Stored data
● ● ●

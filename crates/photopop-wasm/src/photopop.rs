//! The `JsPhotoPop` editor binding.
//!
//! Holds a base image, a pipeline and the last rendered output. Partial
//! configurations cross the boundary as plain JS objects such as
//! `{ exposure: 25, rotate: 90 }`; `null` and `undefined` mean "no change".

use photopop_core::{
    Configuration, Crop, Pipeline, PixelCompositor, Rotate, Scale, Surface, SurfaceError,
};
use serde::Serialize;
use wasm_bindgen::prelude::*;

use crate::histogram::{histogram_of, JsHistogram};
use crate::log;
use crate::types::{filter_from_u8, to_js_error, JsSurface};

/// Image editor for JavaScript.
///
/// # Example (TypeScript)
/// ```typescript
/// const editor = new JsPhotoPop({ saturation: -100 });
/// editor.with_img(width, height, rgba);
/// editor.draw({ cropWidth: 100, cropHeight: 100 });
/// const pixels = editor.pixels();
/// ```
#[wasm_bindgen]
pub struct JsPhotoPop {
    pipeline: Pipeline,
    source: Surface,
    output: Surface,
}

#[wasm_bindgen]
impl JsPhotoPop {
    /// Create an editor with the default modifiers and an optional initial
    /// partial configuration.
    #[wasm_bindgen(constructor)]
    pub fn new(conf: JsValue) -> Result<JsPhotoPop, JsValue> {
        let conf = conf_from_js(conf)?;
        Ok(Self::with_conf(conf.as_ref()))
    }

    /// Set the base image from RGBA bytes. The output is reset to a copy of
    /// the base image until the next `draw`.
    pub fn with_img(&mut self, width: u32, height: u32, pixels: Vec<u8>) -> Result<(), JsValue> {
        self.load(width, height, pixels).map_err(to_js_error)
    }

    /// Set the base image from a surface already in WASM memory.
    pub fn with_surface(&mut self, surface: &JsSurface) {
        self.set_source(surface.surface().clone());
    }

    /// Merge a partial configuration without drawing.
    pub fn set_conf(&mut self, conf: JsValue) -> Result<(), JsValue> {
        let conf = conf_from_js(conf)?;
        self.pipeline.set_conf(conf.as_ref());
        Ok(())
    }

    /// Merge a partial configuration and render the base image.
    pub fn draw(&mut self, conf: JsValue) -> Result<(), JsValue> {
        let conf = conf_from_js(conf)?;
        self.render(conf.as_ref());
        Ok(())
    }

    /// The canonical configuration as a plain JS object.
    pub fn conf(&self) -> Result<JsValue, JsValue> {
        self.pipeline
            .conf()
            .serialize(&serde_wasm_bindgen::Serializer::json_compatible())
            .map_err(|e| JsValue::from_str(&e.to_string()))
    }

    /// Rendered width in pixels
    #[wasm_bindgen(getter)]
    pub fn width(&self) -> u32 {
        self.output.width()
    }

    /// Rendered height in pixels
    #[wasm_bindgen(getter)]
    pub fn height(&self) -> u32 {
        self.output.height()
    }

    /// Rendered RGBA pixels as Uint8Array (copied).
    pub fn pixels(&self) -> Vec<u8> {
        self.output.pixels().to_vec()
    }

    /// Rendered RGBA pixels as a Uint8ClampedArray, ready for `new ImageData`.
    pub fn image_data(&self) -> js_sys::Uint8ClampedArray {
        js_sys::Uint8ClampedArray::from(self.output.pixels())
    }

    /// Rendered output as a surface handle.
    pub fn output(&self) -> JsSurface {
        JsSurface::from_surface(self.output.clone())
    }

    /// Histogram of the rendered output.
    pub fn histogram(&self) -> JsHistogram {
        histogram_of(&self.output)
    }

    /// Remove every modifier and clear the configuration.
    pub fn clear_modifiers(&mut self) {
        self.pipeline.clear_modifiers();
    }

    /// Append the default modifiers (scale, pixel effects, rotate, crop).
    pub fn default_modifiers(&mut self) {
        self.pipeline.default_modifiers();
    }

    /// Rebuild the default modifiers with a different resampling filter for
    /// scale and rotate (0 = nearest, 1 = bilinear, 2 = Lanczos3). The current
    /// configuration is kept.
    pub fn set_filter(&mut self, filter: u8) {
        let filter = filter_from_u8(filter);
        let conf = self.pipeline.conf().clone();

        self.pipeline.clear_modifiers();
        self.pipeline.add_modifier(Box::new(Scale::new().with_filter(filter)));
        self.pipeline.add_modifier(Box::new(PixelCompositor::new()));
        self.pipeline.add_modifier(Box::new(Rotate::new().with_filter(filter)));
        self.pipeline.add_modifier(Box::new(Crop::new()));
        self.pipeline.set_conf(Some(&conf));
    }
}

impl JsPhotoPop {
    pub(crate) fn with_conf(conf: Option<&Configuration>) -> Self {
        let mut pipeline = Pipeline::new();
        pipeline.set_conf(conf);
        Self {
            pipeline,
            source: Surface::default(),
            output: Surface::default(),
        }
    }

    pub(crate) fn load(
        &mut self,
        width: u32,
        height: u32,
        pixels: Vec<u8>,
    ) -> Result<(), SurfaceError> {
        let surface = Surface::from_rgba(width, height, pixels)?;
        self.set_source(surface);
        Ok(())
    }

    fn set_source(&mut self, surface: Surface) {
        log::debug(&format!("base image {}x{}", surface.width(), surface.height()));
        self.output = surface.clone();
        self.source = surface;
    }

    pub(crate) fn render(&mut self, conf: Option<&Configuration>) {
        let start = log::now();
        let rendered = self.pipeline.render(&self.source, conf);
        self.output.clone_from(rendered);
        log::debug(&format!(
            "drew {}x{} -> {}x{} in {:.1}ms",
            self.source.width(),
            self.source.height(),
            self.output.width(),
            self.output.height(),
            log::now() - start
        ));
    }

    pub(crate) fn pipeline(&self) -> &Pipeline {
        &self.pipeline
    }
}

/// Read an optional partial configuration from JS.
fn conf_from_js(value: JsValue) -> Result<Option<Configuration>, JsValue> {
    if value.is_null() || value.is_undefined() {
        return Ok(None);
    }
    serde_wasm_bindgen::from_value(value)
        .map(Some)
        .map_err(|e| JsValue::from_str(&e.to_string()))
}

● ● ●

## EXERCISE GOAL
Every entry above must be reproduced word for word.

## WRITTEN ANSWER
filename crates/photopop-wasm/src/photopop.rs
//! The `JsPhotoPop` editor binding.
//!
//! Holds a base image, a pipeline and the last rendered output. Partial
//! configurations cross the boundary as plain JS objects such as
//! `{ exposure: 25, rotate: 90 }`; `null` and `undefined` mean "no change".

use photopop_core::{
    Configuration, Crop, Pipeline, PixelCompositor, Rotate, Scale, Surface, SurfaceError,
};
use serde::Serialize;
use wasm_bindgen::prelude::*;

use crate::histogram::{histogram_of, JsHistogram};
use crate::log;
use crate::types::{filter_from_u8, to_js_error, JsSurface};

/// Image editor for JavaScript.
///
/// # Example (TypeScript)
/// ```typescript
/// const editor = new JsPhotoPop({ saturation: -100 });
/// editor.with_img(width, height, rgba);
/// editor.draw({ cropWidth: 100, cropHeight: 100 });
/// const pixels = editor.pixels();
/// ```
#[wasm_bindgen]
pub struct JsPhotoPop {
    pipeline: Pipeline,
    source: Surface,
    output: Surface,
}

#[wasm_bindgen]
impl JsPhotoPop {
    /// Create an editor with the default modifiers and an optional initial
    /// partial configuration.
    #[wasm_bindgen(constructor)]
    pub fn new(conf: JsValue) -> Result<JsPhotoPop, JsValue> {
        let conf = conf_from_js(conf)?;
        Ok(Self::with_conf(conf.as_ref()))
    }

    /// Set the base image from RGBA bytes. The output is reset to a copy of
    /// the base image until the next `draw`.
    pub fn with_img(&mut self, width: u32, height: u32, pixels: Vec<u8>) -> Result<(), JsValue> {
        self.load(width, height, pixels).map_err(to_js_error)
    }

    /// Set the base image from a surface already in WASM memory.
    pub fn with_surface(&mut self, surface: &JsSurface) {
        self.set_source(surface.surface().clone());
    }

    /// Merge a partial configuration without drawing.
    pub fn set_conf(&mut self, conf: JsValue) -> Result<(), JsValue> {
        let conf = conf_from_js(conf)?;
        self.pipeline.set_conf(conf.as_ref());
        Ok(())
    }

    /// Merge a partial configuration and render the base image.
    pub fn draw(&mut self, conf: JsValue) -> Result<(), JsValue> {
        let conf = conf_from_js(conf)?;
        self.render(conf.as_ref());
        Ok(())
    }

    /// The canonical configuration as a plain JS object.
    pub fn conf(&self) -> Result<JsValue, JsValue> {
        self.pipeline
            .conf()
            .serialize(&serde_wasm_bindgen::Serializer::json_compatible())
            .map_err(|e| JsValue::from_str(&e.to_string()))
    }

    /// Rendered width in pixels
    #[wasm_bindgen(getter)]
    pub fn width(&self) -> u32 {
        self.output.width()
    }

    /// Rendered height in pixels
    #[wasm_bindgen(getter)]
    pub fn height(&self) -> u32 {
        self.output.height()
    }

    /// Rendered RGBA pixels as Uint8Array (copied).
    pub fn pixels(&self) -> Vec<u8> {
        self.output.pixels().to_vec()
    }

    /// Rendered RGBA pixels as a Uint8ClampedArray, ready for `new ImageData`.
    pub fn image_data(&self) -> js_sys::Uint8ClampedArray {
        js_sys::Uint8ClampedArray::from(self.output.pixels())
    }

    /// Rendered output as a surface handle.
    pub fn output(&self) -> JsSurface {
        JsSurface::from_surface(self.output.clone())
    }

    /// Histogram of the rendered output.
    pub fn histogram(&self) -> JsHistogram {
        histogram_of(&self.output)
    }

    /// Remove every modifier and clear the configuration.
    pub fn clear_modifiers(&mut self) {
        self.pipeline.clear_modifiers();
    }

    /// Append the default modifiers (scale, pixel effects, rotate, crop).
    pub fn default_modifiers(&mut self) {
        self.pipeline.default_modifiers();
    }

    /// Rebuild the default modifiers with a different resampling filter for
    /// scale and rotate (0 = nearest, 1 = bilinear, 2 = Lanczos3). The current
    /// configuration is kept.
    pub fn set_filter(&mut self, filter: u8) {
        let filter = filter_from_u8(filter);
        let conf = self.pipeline.conf().clone();

        self.pipeline.clear_modifiers();
        self.pipeline.add_modifier(Box::new(Scale::new().with_filter(filter)));
        self.pipeline.add_modifier(Box::new(PixelCompositor::new()));
        self.pipeline.add_modifier(Box::new(Rotate::new().with_filter(filter)));
        self.pipeline.add_modifier(Box::new(Crop::new()));
        self.pipeline.set_conf(Some(&conf));
    }
}

impl JsPhotoPop {
    pub(crate) fn with_conf(conf: Option<&Configuration>) -> Self {
        let mut pipeline = Pipeline::new();
        pipeline.set_conf(conf);
        Self {
            pipeline,
            source: Surface::default(),
            output: Surface::default(),
        }
    }

    pub(crate) fn load(
        &mut self,
        width: u32,
        height: u32,
        pixels: Vec<u8>,
    ) -> Result<(), SurfaceError> {
        let surface = Surface::from_rgba(width, height, pixels)?;
        self.set_source(surface);
        Ok(())
    }

    fn set_source(&mut self, surface: Surface) {
        log::debug(&format!("base image {}x{}", surface.width(), surface.height()));
        self.output = surface.clone();
        self.source = surface;
    }

    pub(crate) fn render(&mut self, conf: Option<&Configuration>) {
        let start = log::now();
        let rendered = self.pipeline.render(&self.source, conf);
        self.output.clone_from(rendered);
        log::debug(&format!(
            "drew {}x{} -> {}x{} in {:.1}ms",
            self.source.width(),
            self.source.height(),
            self.output.width(),
            self.output.height(),
            log::now() - start
        ));
    }

    pub(crate) fn pipeline(&self) -> &Pipeline {
        &self.pipeline
    }
}

/// Read an optional partial configuration from JS.
fn conf_from_js(value: JsValue) -> Result<Option<Configuration>, JsValue> {
    if value.is_null() || value.is_undefined() {
        return Ok(None);
    }
    serde_wasm_bindgen::from_value(value)
        .map(Some)
        .map_err(|e| JsValue::from_str(&e.to_string()))
}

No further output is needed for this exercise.